In physics, g-force is a function of acceleration not speed – no matter how fast you are traveling, you feel at rest as long as your speed doesn’t change. If you want to know more about analytics then you can browse https://www.klarinetsolutions.com/intranet/
In the world of business, stock traders often focus on “momentum” – how rapidly a stock or market price is moving up or down.
And in web analytics, we often care about if traffic is going up more than its authentic absolute level. In this short series, I'm going to go over some areas of internet measurement where theories of rates-of-change and speed haven't been extensively accommodated but are, nevertheless, extremely useful.
Content Evaluation / Editorial Reporting
Nowhere is the concept of rate-of-change/velocity more significant than when it comes to creating networking metrics for reporting.

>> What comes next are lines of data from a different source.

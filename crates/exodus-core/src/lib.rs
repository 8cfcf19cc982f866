//! Run configuration, batch stepping, and orchestration for the Exodus
//! simulation.
//!
//! This crate owns the step cycle: score, decide in parallel batches,
//! merge, verify, seed. It performs no I/O beyond reading the config file;
//! snapshots leave through a [`SnapshotSink`].
//!
//! # Modules
//!
//! - [`batch`] -- Ordered partitioning and the [`BatchExecutor`].
//! - [`config`] -- Configuration loading from `exodus-config.yaml` into
//!   strongly-typed structs.
//! - [`conservation`] -- Weight versus agent-count verification.
//! - [`driver`] -- The [`SimulationDriver`] state machine.
//! - [`operator`] -- Shared stop flag ([`RunControl`]).
//! - [`sink`] -- The [`SnapshotSink`] trait and simple sinks.
//!
//! [`BatchExecutor`]: batch::BatchExecutor
//! [`SimulationDriver`]: driver::SimulationDriver
//! [`RunControl`]: operator::RunControl
//! [`SnapshotSink`]: sink::SnapshotSink

pub mod batch;
pub mod config;
pub mod conservation;
pub mod driver;
pub mod operator;
pub mod sink;

pub use batch::{BatchError, BatchExecutor, StepOutcome, partition};
pub use config::{ConfigError, SimulationConfig};
pub use driver::{DriverError, DriverState, RunSummary, SimulationDriver, StepReport};
pub use operator::RunControl;
pub use sink::{MemorySink, NoOpSink, SinkError, SnapshotSink};
//! Proximity scoring against a reference point.
//!
//! Locations closest to the configured reference point score highest:
//! `score = 1 - d / d_max`, where `d` is the planar distance between a
//! location's centroid and the reference point in degrees. Graph inputs
//! normally arrive with scores precomputed; this is the fallback for inputs
//! that ship centroids instead.

use std::collections::BTreeMap;

use exodus_types::LocationId;

/// Planar distance between a `[lat, lon]` centroid and a `(lat, lon)` point.
pub fn planar_distance(centroid: [f64; 2], reference: (f64, f64)) -> f64 {
    let [lat, lon] = centroid;
    let (ref_lat, ref_lon) = reference;
    (lon - ref_lon).hypot(lat - ref_lat)
}

/// Compute proximity scores in `[0, 1]` for every centroid.
///
/// The farthest centroid scores 0. If every centroid sits on the reference
/// point the maximum distance is zero and all scores are 1.
pub fn proximity_scores(
    centroids: &BTreeMap<LocationId, [f64; 2]>,
    reference: (f64, f64),
) -> BTreeMap<LocationId, f64> {
    let distances: BTreeMap<&LocationId, f64> = centroids
        .iter()
        .map(|(id, c)| (id, planar_distance(*c, reference)))
        .collect();

    let max_distance = distances.values().copied().fold(0.0_f64, f64::max);

    distances
        .into_iter()
        .map(|(id, d)| {
            let score = if max_distance > 0.0 {
                (1.0 - d / max_distance).clamp(0.0, 1.0)
            } else {
                1.0
            };
            (id.clone(), score)
        })
        .collect()
}

#[cfg(test)]
mod tests {
    use super::*;

    #[test]
    fn nearest_scores_highest_farthest_zero() {
        let mut centroids = BTreeMap::new();
        centroids.insert(LocationId::from("near"), [1.0, 0.0]);
        centroids.insert(LocationId::from("mid"), [2.0, 0.0]);
        centroids.insert(LocationId::from("far"), [4.0, 0.0]);

        let scores = proximity_scores(&centroids, (0.0, 0.0));
        let near = scores.get(&LocationId::from("near")).copied().unwrap_or(-1.0);
        let mid = scores.get(&LocationId::from("mid")).copied().unwrap_or(-1.0);
        let far = scores.get(&LocationId::from("far")).copied().unwrap_or(-1.0);

        assert!((near - 0.75).abs() < 1e-12);
        assert!((mid - 0.5).abs() < 1e-12);
        assert!(far.abs() < 1e-12);
    }

    #[test]
    fn coincident_centroids_score_one() {
        let mut centroids = BTreeMap::new();
        centroids.insert(LocationId::from("a"), [3.0, 4.0]);
        let scores = proximity_scores(&centroids, (3.0, 4.0));
        assert_eq!(scores.len(), 1);
        assert!(scores.values().all(|s| (s - 1.0).abs() < 1e-12));
    }

    #[test]
    fn distance_uses_lon_and_lat() {
        let d = planar_distance([3.0, 4.0], (0.0, 0.0));
        assert!((d - 5.0).abs() < 1e-12);
    }
}
//! Files written by a run and the final report.
//!
//! Everything goes to `output.directory`:
//!
//! - `parameters.json` -- the effective configuration, at start
//! - `step_NNN.json` -- location weights after each step
//! - `summary.json` -- the [`RunSummary`], at the end
//! - `agent_locations.json` -- each agent's final location, if enabled

use std::path::{Path, PathBuf};

use exodus_agents::AgentStore;
use exodus_core::{RunSummary, SimulationConfig, SinkError, SnapshotSink, StepReport};
use exodus_types::WeightSnapshot;
use serde::Serialize;
use tracing::{debug, info};

use crate::error::EngineError;

/// Create the output directory if needed.
pub fn ensure_dir(dir: &Path) -> Result<(), EngineError> {
    std::fs::create_dir_all(dir).map_err(|source| EngineError::Io {
        path: dir.to_path_buf(),
        source,
    })
}

/// Serialize `value` as pretty JSON into `dir/name`.
pub fn write_json<T: Serialize>(dir: &Path, name: &str, value: &T) -> Result<PathBuf, EngineError> {
    let path = dir.join(name);
    let json = serde_json::to_string_pretty(value).map_err(|source| EngineError::Json {
        path: path.clone(),
        source,
    })?;
    std::fs::write(&path, json).map_err(|source| EngineError::Io {
        path: path.clone(),
        source,
    })?;
    debug!(path = %path.display(), "Wrote output file");
    Ok(path)
}

/// Write the effective configuration.
pub fn write_parameters(dir: &Path, config: &SimulationConfig) -> Result<PathBuf, EngineError> {
    write_json(dir, "parameters.json", config)
}

/// One agent's final location.
#[derive(Debug, Serialize)]
struct AgentLocation<'a> {
    agent: usize,
    location: &'a str,
}

/// Write every agent's final location in index order.
pub fn write_agent_locations(dir: &Path, store: &AgentStore) -> Result<PathBuf, EngineError> {
    let rows: Vec<AgentLocation<'_>> = store
        .iter()
        .map(|a| AgentLocation {
            agent: a.index.get(),
            location: a.location.as_str(),
        })
        .collect();
    write_json(dir, "agent_locations.json", &rows)
}

/// File name of a step snapshot.
pub fn snapshot_file_name(step: u64) -> String {
    format!("step_{step:03}.json")
}

/// Writes `step_NNN.json` for every committed step.
#[derive(Debug)]
pub struct JsonSnapshotSink {
    dir: PathBuf,
}

impl JsonSnapshotSink {
    /// Write snapshots into `dir`.
    pub const fn new(dir: PathBuf) -> Self {
        Self { dir }
    }
}

impl SnapshotSink for JsonSnapshotSink {
    fn on_step(&mut self, _report: &StepReport, snapshot: &WeightSnapshot) -> Result<(), SinkError> {
        write_json(&self.dir, &snapshot_file_name(snapshot.step), &snapshot.weights)
            .map(|_| ())
            .map_err(SinkError::new)
    }
}

/// Log the final report.
pub fn report(summary: &RunSummary, print_node_weights: bool) {
    info!(
        reason = ?summary.end_reason,
        steps = summary.steps_completed,
        total_start_weight = summary.total_start_weight,
        total_end_weight = summary.total_end_weight,
        average_step_ms = summary.average_step_ms,
        "Run report"
    );
    if print_node_weights {
        for (id, end) in &summary.end_weights {
            let start = summary.start_weights.get(id).copied().unwrap_or(0);
            info!(location = %id, start, end, "Node weight");
        }
    }
}

#[cfg(test)]
mod tests {
    use std::collections::BTreeMap;

    use exodus_types::LocationId;

    use super::*;

    fn temp_dir(name: &str) -> PathBuf {
        std::env::temp_dir().join(format!("exodus-output-{}-{name}", std::process::id()))
    }

    #[test]
    fn snapshot_names_are_zero_padded() {
        assert_eq!(snapshot_file_name(7), "step_007.json");
        assert_eq!(snapshot_file_name(1234), "step_1234.json");
    }

    #[test]
    fn sink_writes_weight_map() {
        let dir = temp_dir("sink");
        assert!(ensure_dir(&dir).is_ok());
        let mut weights = BTreeMap::new();
        weights.insert(LocationId::from("A"), 3);
        let snapshot = WeightSnapshot { step: 2, weights };
        let report = StepReport {
            step: 2,
            moved: 0,
            blocked: 0,
            seeded: 0,
            population: 3,
            total_weight: 3,
            duration_ms: 0.5,
        };
        let mut sink = JsonSnapshotSink::new(dir.clone());
        assert!(sink.on_step(&report, &snapshot).is_ok());
        let written = std::fs::read_to_string(dir.join("step_002.json")).unwrap_or_default();
        let parsed: BTreeMap<String, u32> = serde_json::from_str(&written).unwrap_or_default();
        assert_eq!(parsed.get("A"), Some(&3));
    }

    #[test]
    fn parameters_round_trip_through_disk() {
        let dir = temp_dir("params");
        assert!(ensure_dir(&dir).is_ok());
        let config = SimulationConfig::default();
        let path = write_parameters(&dir, &config);
        assert!(path.is_ok());
        let written = std::fs::read_to_string(dir.join("parameters.json")).unwrap_or_default();
        assert!(written.contains("\"percent_move_other\": 0.7"));
    }

    #[test]
    fn sink_reports_unwritable_directory() {
        let mut sink = JsonSnapshotSink::new(PathBuf::from("/nonexistent/exodus/out"));
        let snapshot = WeightSnapshot {
            step: 1,
            weights: BTreeMap::new(),
        };
        let report = StepReport {
            step: 1,
            moved: 0,
            blocked: 0,
            seeded: 0,
            population: 0,
            total_weight: 0,
            duration_ms: 0.0,
        };
        assert!(sink.on_step(&report, &snapshot).is_err());
    }
}
//! Ordered partitioning and the parallel batch step.
//!
//! A step splits the agent index range into contiguous slices, decides
//! every agent's move inside each slice without touching shared state, and
//! then merges the per-slice outputs in slice order. Slices run on a rayon
//! pool when more than one worker is configured. Every agent draws from
//! its own `(seed, step, index)` stream, so the merged result is the same
//! for any batch or worker count.

use std::collections::BTreeMap;
use std::ops::Range;

use exodus_agents::rng::derive_agent_rng;
use exodus_agents::{Agent, AgentError, AgentStore, Decision, MovementConfig, MovementPolicy, SocialGraph};
use exodus_types::{AgentIndex, LocationId};
use exodus_world::{LocationGraph, WorldError};
use rayon::prelude::*;
use rayon::{ThreadPool, ThreadPoolBuilder};
use tracing::debug;

/// Errors that abort a step before anything is committed.
#[derive(Debug, thiserror::Error)]
pub enum BatchError {
    /// An agent decision failed inside a batch.
    #[error("batch {batch} failed: {source}")]
    Worker {
        /// Position of the failing batch.
        batch: usize,
        /// The underlying agent error.
        source: AgentError,
    },

    /// The worker pool could not be created.
    #[error("failed to build worker pool: {source}")]
    ThreadPool {
        /// The underlying rayon error.
        #[from]
        source: rayon::ThreadPoolBuildError,
    },

    /// Merged deltas would drive a location below zero agents.
    #[error("merged weight for {location} would go negative ({weight} {delta:+})")]
    NegativeWeight {
        /// The location.
        location: LocationId,
        /// Weight before the step.
        weight: u32,
        /// Net delta of the step.
        delta: i64,
    },

    /// Merged deltas could not be applied for another reason.
    #[error("weight merge failed: {source}")]
    Merge {
        /// The underlying graph error.
        source: WorldError,
    },

    /// The merged agent list does not line up with the pre-step store.
    #[error("merged agent list misplaces an agent at position {position} (found {found})")]
    IdentityMismatch {
        /// Position in the merged list.
        position: usize,
        /// Index recorded on the agent found there.
        found: AgentIndex,
    },
}

impl From<WorldError> for BatchError {
    fn from(source: WorldError) -> Self {
        match source {
            WorldError::WeightUnderflow {
                location,
                weight,
                delta,
            } => Self::NegativeWeight {
                location,
                weight,
                delta,
            },
            other => Self::Merge { source: other },
        }
    }
}

/// Split `0..len` into `batch_count` contiguous ordered ranges.
///
/// Ranges cover every index exactly once. Sizes differ by at most one, the
/// longer ranges first. With more batches than indices the trailing ranges
/// are empty. A `batch_count` of zero is treated as one.
pub fn partition(len: usize, batch_count: usize) -> Vec<Range<usize>> {
    let batch_count = batch_count.max(1);
    let base = len.checked_div(batch_count).unwrap_or(len);
    let remainder = len.checked_rem(batch_count).unwrap_or(0);
    let mut ranges = Vec::with_capacity(batch_count);
    let mut start = 0_usize;
    for i in 0..batch_count {
        let size = if i < remainder {
            base.saturating_add(1)
        } else {
            base
        };
        let end = start.saturating_add(size).min(len);
        ranges.push(start..end);
        start = end;
    }
    ranges
}

/// Output of one batch: new agent records and net weight changes.
#[derive(Debug, Clone, Default, PartialEq, Eq)]
pub struct BatchOutput {
    /// One record per agent in the slice, in index order.
    pub agents: Vec<Agent>,
    /// Net signed change per location contributed by this slice.
    pub deltas: BTreeMap<LocationId, i64>,
    /// Agents that relocated.
    pub moved: usize,
    /// Agents that wanted to move but had no neighbor.
    pub blocked: usize,
}

/// Result of a whole step, ready to be committed.
#[derive(Debug, Clone, PartialEq, Eq)]
pub struct StepOutcome {
    /// The post-step agent store.
    pub store: AgentStore,
    /// Net change per location (zero entries omitted).
    pub deltas: BTreeMap<LocationId, i64>,
    /// Post-step weight of every location.
    pub weights: BTreeMap<LocationId, u32>,
    /// Agents that relocated.
    pub moved: usize,
    /// Agents that wanted to move but had no neighbor.
    pub blocked: usize,
}

/// Read-only inputs shared by every batch of one step.
#[derive(Debug, Clone, Copy)]
pub struct StepInputs<'a> {
    /// Pre-step agents.
    pub store: &'a AgentStore,
    /// Location graph with this step's scores.
    pub graph: &'a LocationGraph,
    /// Kin and friend links.
    pub social: &'a SocialGraph,
    /// Movement parameters.
    pub movement: &'a MovementConfig,
    /// Run seed.
    pub seed: u64,
    /// One-based step number.
    pub step: u64,
}

/// Runs steps as ordered batches on an optional worker pool.
#[derive(Debug)]
pub struct BatchExecutor {
    batch_count: usize,
    worker_count: usize,
    pool: Option<ThreadPool>,
}

impl BatchExecutor {
    /// Create an executor. A pool is only built when `worker_count > 1`.
    ///
    /// # Errors
    ///
    /// Returns [`BatchError::ThreadPool`] if rayon cannot start the pool.
    pub fn new(batch_count: usize, worker_count: usize) -> Result<Self, BatchError> {
        let pool = if worker_count > 1 {
            Some(ThreadPoolBuilder::new().num_threads(worker_count).build()?)
        } else {
            None
        };
        Ok(Self {
            batch_count: batch_count.max(1),
            worker_count: worker_count.max(1),
            pool,
        })
    }

    /// Number of batches per step.
    pub const fn batch_count(&self) -> usize {
        self.batch_count
    }

    /// Number of workers.
    pub const fn worker_count(&self) -> usize {
        self.worker_count
    }

    /// Advance every agent by one step without mutating the inputs.
    ///
    /// All batches finish before merging. Batch results are gathered in
    /// slice order, so when several batches fail the lowest-numbered one
    /// is reported, whatever the worker count.
    ///
    /// # Errors
    ///
    /// Returns [`BatchError::Worker`] for a failed decision, and
    /// [`BatchError::NegativeWeight`], [`BatchError::Merge`] or
    /// [`BatchError::IdentityMismatch`] if the merge is inconsistent.
    pub fn step(&self, inputs: &StepInputs<'_>) -> Result<StepOutcome, BatchError> {
        let policy = MovementPolicy::new(inputs.movement, inputs.graph, inputs.social, inputs.store);
        let ranges = partition(inputs.store.len(), self.batch_count);

        let run = |(batch, range): (usize, Range<usize>)| {
            run_batch(&policy, inputs, batch, range)
        };
        let results: Vec<Result<BatchOutput, BatchError>> = match &self.pool {
            Some(pool) => pool.install(|| ranges.into_par_iter().enumerate().map(run).collect()),
            None => ranges.into_iter().enumerate().map(run).collect(),
        };
        let outputs = results.into_iter().collect::<Result<Vec<_>, _>>()?;

        merge(inputs, outputs)
    }
}

fn run_batch(
    policy: &MovementPolicy<'_>,
    inputs: &StepInputs<'_>,
    batch: usize,
    range: Range<usize>,
) -> Result<BatchOutput, BatchError> {
    let mut output = BatchOutput {
        agents: Vec::with_capacity(range.len()),
        ..BatchOutput::default()
    };
    for agent in inputs.store.slice(range.clone()) {
        let mut rng = derive_agent_rng(inputs.seed, inputs.step, agent.index.get());
        let decision = policy
            .decide(agent, &mut rng)
            .map_err(|source| BatchError::Worker { batch, source })?;
        match decision {
            Decision::Move { from, to } => {
                output.agents.push(agent.relocated(to.clone()));
                add_delta(&mut output.deltas, from, -1);
                add_delta(&mut output.deltas, to, 1);
                output.moved = output.moved.saturating_add(1);
            }
            Decision::Blocked => {
                output.agents.push(agent.clone());
                output.blocked = output.blocked.saturating_add(1);
            }
            Decision::Stay => output.agents.push(agent.clone()),
        }
    }
    debug!(
        batch,
        start = range.start,
        end = range.end,
        moved = output.moved,
        "Batch complete"
    );
    Ok(output)
}

fn add_delta(deltas: &mut BTreeMap<LocationId, i64>, location: LocationId, delta: i64) {
    let entry = deltas.entry(location).or_insert(0);
    *entry = entry.saturating_add(delta);
}

/// Concatenate batch outputs in slice order and apply the summed deltas.
fn merge(inputs: &StepInputs<'_>, outputs: Vec<BatchOutput>) -> Result<StepOutcome, BatchError> {
    let mut agents = Vec::with_capacity(inputs.store.len());
    let mut deltas: BTreeMap<LocationId, i64> = BTreeMap::new();
    let mut moved = 0_usize;
    let mut blocked = 0_usize;
    for output in outputs {
        agents.extend(output.agents);
        for (location, delta) in output.deltas {
            add_delta(&mut deltas, location, delta);
        }
        moved = moved.saturating_add(output.moved);
        blocked = blocked.saturating_add(output.blocked);
    }
    deltas.retain(|_, delta| *delta != 0);

    if agents.len() != inputs.store.len() {
        let position = agents.len().min(inputs.store.len());
        return Err(BatchError::IdentityMismatch {
            position,
            found: AgentIndex(agents.len()),
        });
    }
    let store = AgentStore::from_agents(agents).map_err(|e| match e {
        AgentError::IndexMismatch { position, found } => {
            BatchError::IdentityMismatch { position, found }
        }
        other => BatchError::Worker {
            batch: 0,
            source: other,
        },
    })?;
    let weights = inputs.graph.weights_after(&deltas)?;

    Ok(StepOutcome {
        store,
        deltas,
        weights,
        moved,
        blocked,
    })
}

Raw numbers about article ingestion are almost meaningless except when known from the context of how long the guide was in the flow and what place it has been given during that time.
If you're supplying your editorial team with a daily report on content page views, you are forcing them to place each post in that context: emotionally doing the arithmetic of when an article was pushed, what position's it's held, and, given those two facts, the way that compares to previous content performance. That's a lot to maintain on the mind and it makes using those reports considerably harder than it ought to be.